Six New Accelerant Detection Canines to Support State Fire Service, Law Enforcement Efforts
Governor Andrew M. Cuomo today announced that six canines successfully completed an eight week Canine Accelerant Detection course at the New York State Academy of Fire Science and have new assignments supporting law enforcement and fire service investigation efforts across the state.
"These new graduates will help law enforcement and fire investigators across New York solve arson cases, bring justice to victims and identify dangerous criminals," Governor Cuomo said. "The six canines and their handlers will bring specialized skills to investigators in communities from New York City to Erie County, to help solve suspected arson cases and protect the residents of New York."
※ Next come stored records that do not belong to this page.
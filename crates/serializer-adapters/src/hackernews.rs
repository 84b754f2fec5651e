use std::sync::Arc;

use async_trait::async_trait;
use chrono::{DateTime, Utc};
use serde::Deserialize;
use serializer_core::{ExternalItem, RunContext, StoryType, SOURCE_HACKERNEWS};
use serializer_storage::HttpFetcher;
use tracing::{debug, warn};

use crate::{AdapterError, SourceAdapter};

const SEARCH_URL: &str = "https://hn.algolia.com/api/v1/search?tags=front_page&hitsPerPage=30";
const ITEM_URL: &str = "https://hn.algolia.com/api/v1/items";

#[derive(Debug, Deserialize)]
struct SearchResult {
    hits: Vec<Hit>,
}

#[derive(Debug, Deserialize)]
struct Hit {
    #[serde(rename = "_tags", default)]
    tags: Vec<String>,
    #[serde(default)]
    author: String,
    created_at: DateTime<Utc>,
    #[serde(default)]
    num_comments: Option<i64>,
    #[serde(rename = "objectID")]
    object_id: String,
    #[serde(default)]
    points: Option<i64>,
    #[serde(default)]
    story_id: Option<i64>,
    #[serde(default)]
    title: String,
    #[serde(default)]
    url: Option<String>,
}

impl Hit {
    fn has_tag(&self, tag: &str) -> bool {
        self.tags.iter().any(|t| t.eq_ignore_ascii_case(tag))
    }

    /// First matching tag wins; the more specific kinds are checked first.
    fn story_type(&self) -> StoryType {
        [
            StoryType::AskHn,
            StoryType::ShowHn,
            StoryType::Job,
            StoryType::Poll,
            StoryType::Story,
        ]
        .into_iter()
        .find(|t| self.has_tag(t.as_str()))
        .unwrap_or(StoryType::Unknown)
    }

    fn ref_id(&self) -> String {
        self.story_id
            .map(|id| id.to_string())
            .unwrap_or_else(|| self.object_id.clone())
    }
}

#[derive(Debug, Deserialize)]
struct Item {
    id: i64,
    #[serde(default)]
    created_at: Option<DateTime<Utc>>,
    #[serde(default)]
    author: Option<String>,
    #[serde(default)]
    title: Option<String>,
    #[serde(default)]
    url: Option<String>,
    #[serde(default)]
    points: Option<i64>,
    #[serde(rename = "type", default)]
    item_type: Option<String>,
    #[serde(default)]
    children: Vec<Item>,
}

impl Item {
    fn comment_count(&self) -> i64 {
        self.children
            .iter()
            .map(|c| {
                let own = i64::from(c.item_type.as_deref() == Some("comment"));
                own + c.comment_count()
            })
            .sum()
    }
}

/// Front-page stories, ordered by story id. Jobs are dropped; hits without a
/// known type are dropped with a warning.
pub fn parse_search_results(source: &str, body: &[u8]) -> Result<Vec<ExternalItem>, AdapterError> {
    let mut result: SearchResult =
        serde_json::from_slice(body).map_err(|source| AdapterError::Decode {
            what: "hn search result".to_string(),
            source,
        })?;
    result.hits.sort_by_key(|h| h.story_id.unwrap_or_default());

    let mut items = Vec::with_capacity(result.hits.len());
    for hit in result.hits {
        let story_type = hit.story_type();
        match story_type {
            StoryType::Job => continue,
            StoryType::Unknown => {
                warn!(source, id = %hit.object_id, tags = ?hit.tags, "skipping hit of unknown type");
                continue;
            }
            _ => {}
        }
        items.push(ExternalItem {
            source: source.to_string(),
            ref_id: hit.ref_id(),
            url: hit.url.clone().unwrap_or_default(),
            title: hit.title.clone(),
            author: hit.author.clone(),
            story_type,
            score: hit.points.unwrap_or_default(),
            num_comments: hit.num_comments.unwrap_or_default(),
            published_at: hit.created_at,
        });
    }
    Ok(items)
}

/// A single item. The items endpoint does not carry front-page tags, so only
/// the coarse `type` is mapped and ask/show stories come back as `Story`.
pub fn parse_item(source: &str, ref_id: &str, body: &[u8]) -> Result<ExternalItem, AdapterError> {
    let item: Item = serde_json::from_slice(body).map_err(|source| AdapterError::Decode {
        what: format!("hn item {ref_id}"),
        source,
    })?;
    let story_type = match item.item_type.as_deref() {
        Some("story") => StoryType::Story,
        Some("job") => StoryType::Job,
        Some("poll") => StoryType::Poll,
        _ => StoryType::Unknown,
    };
    debug!(id = item.id, "decoded hn item");
    Ok(ExternalItem {
        source: source.to_string(),
        ref_id: ref_id.to_string(),
        url: item.url.clone().unwrap_or_default(),
        title: item.title.clone().unwrap_or_default(),
        author: item.author.clone().unwrap_or_default(),
        story_type,
        score: item.points.unwrap_or_default(),
        num_comments: item.comment_count(),
        published_at: item.created_at.unwrap_or_else(Utc::now),
    })
}

/// Hacker News front page through the Algolia search API.
#[derive(Debug, Clone)]
pub struct HackerNewsAdapter {
    name: String,
    http: Arc<HttpFetcher>,
}

impl HackerNewsAdapter {
    pub fn new(http: Arc<HttpFetcher>) -> Self {
        Self::with_name(SOURCE_HACKERNEWS, http)
    }

    pub fn with_name(name: impl Into<String>, http: Arc<HttpFetcher>) -> Self {
        Self {
            name: name.into(),
            http,
        }
    }
}

#[async_trait]
impl SourceAdapter for HackerNewsAdapter {
    fn name(&self) -> &str {
        &self.name
    }

    async fn fetch_batch(&self, ctx: &RunContext) -> Result<Vec<ExternalItem>, AdapterError> {
        debug!(run_id = %ctx.run_id, url = SEARCH_URL, "fetching hn front page");
        let response = self.http.get(&self.name, SEARCH_URL).await?;
        parse_search_results(&self.name, &response.body)
    }

    async fn fetch_one(
        &self,
        ctx: &RunContext,
        ref_id: &str,
    ) -> Result<Option<ExternalItem>, AdapterError> {
        let url = format!("{ITEM_URL}/{ref_id}");
        debug!(run_id = %ctx.run_id, %url, "fetching hn item");
        match self.http.get(&self.name, &url).await {
            Ok(response) => parse_item(&self.name, ref_id, &response.body).map(Some),
            Err(err) if err.is_not_found() => Ok(None),
            Err(err) => Err(err.into()),
        }
    }
}

#[cfg(test)]
mod tests {
    use super::*;

    const SEARCH: &str = r#"{
      "hits": [
        {"_tags": ["story", "author_b", "story_30", "front_page"], "author": "b",
         "created_at": "2026-03-01T10:00:00Z", "num_comments": 12, "objectID": "30",
         "points": 150, "story_id": 30, "title": "Second", "url": "https://example.com/2"},
        {"_tags": ["story", "author_a", "story_20", "ask_hn", "front_page"], "author": "a",
         "created_at": "2026-03-01T09:00:00Z", "num_comments": 40, "objectID": "20",
         "points": 99, "story_id": 20, "title": "Ask HN: First?", "url": null},
        {"_tags": ["job", "story_25", "front_page"], "author": "yc",
         "created_at": "2026-03-01T09:30:00Z", "objectID": "25", "story_id": 25,
         "title": "Acme is hiring", "url": "https://acme.test/jobs"},
        {"_tags": ["front_page"], "author": "z",
         "created_at": "2026-03-01T09:45:00Z", "objectID": "27", "story_id": 27,
         "title": "Mystery"}
      ],
      "processingTimeMS": 1
    }"#;

    #[test]
    fn search_results_are_sorted_typed_and_filtered() {
        let items = parse_search_results("hackernews", SEARCH.as_bytes()).unwrap();
        let ids: Vec<_> = items.iter().map(|i| i.ref_id.as_str()).collect();
        assert_eq!(ids, vec!["20", "30"]);
        assert_eq!(items[0].story_type, StoryType::AskHn);
        assert_eq!(items[0].url, "");
        assert_eq!(items[1].story_type, StoryType::Story);
        assert_eq!(items[1].score, 150);
        assert_eq!(items[1].num_comments, 12);
    }

    #[test]
    fn item_comment_count_is_recursive() {
        let body = r#"{
          "id": 30, "created_at": "2026-03-01T10:00:00Z", "author": "b", "title": "Second",
          "url": "https://example.com/2", "points": 151, "type": "story",
          "children": [
            {"id": 31, "type": "comment", "children": [
              {"id": 32, "type": "comment", "children": []}
            ]},
            {"id": 33, "type": "comment", "children": []}
          ]
        }"#;
        let item = parse_item("hackernews", "30", body.as_bytes()).unwrap();
        assert_eq!(item.num_comments, 3);
        assert_eq!(item.score, 151);
        assert_eq!(item.story_type, StoryType::Story);
        assert_eq!(item.ref_id, "30");
    }

    #[test]
    fn item_type_maps_coarse_kinds() {
        for (kind, expected) in [
            ("story", StoryType::Story),
            ("job", StoryType::Job),
            ("poll", StoryType::Poll),
            ("comment", StoryType::Unknown),
        ] {
            let body = format!(r#"{{"id": 40, "type": "{kind}", "children": []}}"#);
            let item = parse_item("hackernews", "40", body.as_bytes()).unwrap();
            assert_eq!(item.story_type, expected, "type {kind}");
        }
    }

    #[test]
    fn malformed_body_is_a_decode_error() {
        let err = parse_search_results("hackernews", b"<html>").expect_err("not json");
        assert!(matches!(err, AdapterError::Decode { .. }));
    }
}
The six canines will serve the following communities:
- “Axe,” a Labrador Retriever mix, is assigned to Erie County Sheriff’s Office Detective Scott Kuhlmey;
- “Bucca,” a Labrador Retriever mix, is assigned to New York City Fire Department Fire Marshal Joseph DiGiacomo;
- “Char,” a chocolate Labrador Retriever, is assigned to Putnam County Sheriff’s Department Sergeant Scott Lombardo;
- “Roscoe,” a German Shepard , is assigned to Rockland County Sheriff’s Office Detective Dwayne Defino;
- “Walter,” a German Shepard, is assigned to Orange County Sheriff’s Office Investigator Justin Worden; and
- “Zena,” a long haired German Shepard mix, is assigned to Office of Fire Prevention and Control Investigator Kristi Geary in the Albany office.
The state received the canines through donations by private individuals, or by an animal shelter or humane society. Private individuals donated Roscoe and Zena for service. Peppertree Rescue in Albany donated Axe; Saratoga County Animal Shelter donated Bucca and Char; and the Mohawk Hudson Humane Society donated Walter.
Each canine and their handler trained together for eight weeks at the State Academy of Fire Science in Montour Falls. The teams completed their eight week Canine Accelerant Detection course on May 12 and participated in a graduation ceremony that day.
During the eight week program, canines and their handlers learn to detect the scent of common liquids associated with possible arson. Additionally, the canines receive exposure to various environmental situations such as riding in boats, helicopters, and aerial trucks; the dogs also become familiar with large groups of people, bodies of water, elevators and escalators. The handlers learn about their partners by covering topics including canine health, behavior, nutrition, olfactory senses and emergency first aid for the dogs.
"Canine teams across the state serve in important roles protecting New Yorkers, and I am confident that these six new, highly-skilled teams will do the same," said John P. Melville, Commissioner, New York State Division of Homeland Security and Emergency Services. “Canines and their partners serve the public in a variety ways including bomb detection, arson investigation, pursuit of criminals, and in search and rescue situations, and these six teams add to the state’s abilities to investigate arson crimes."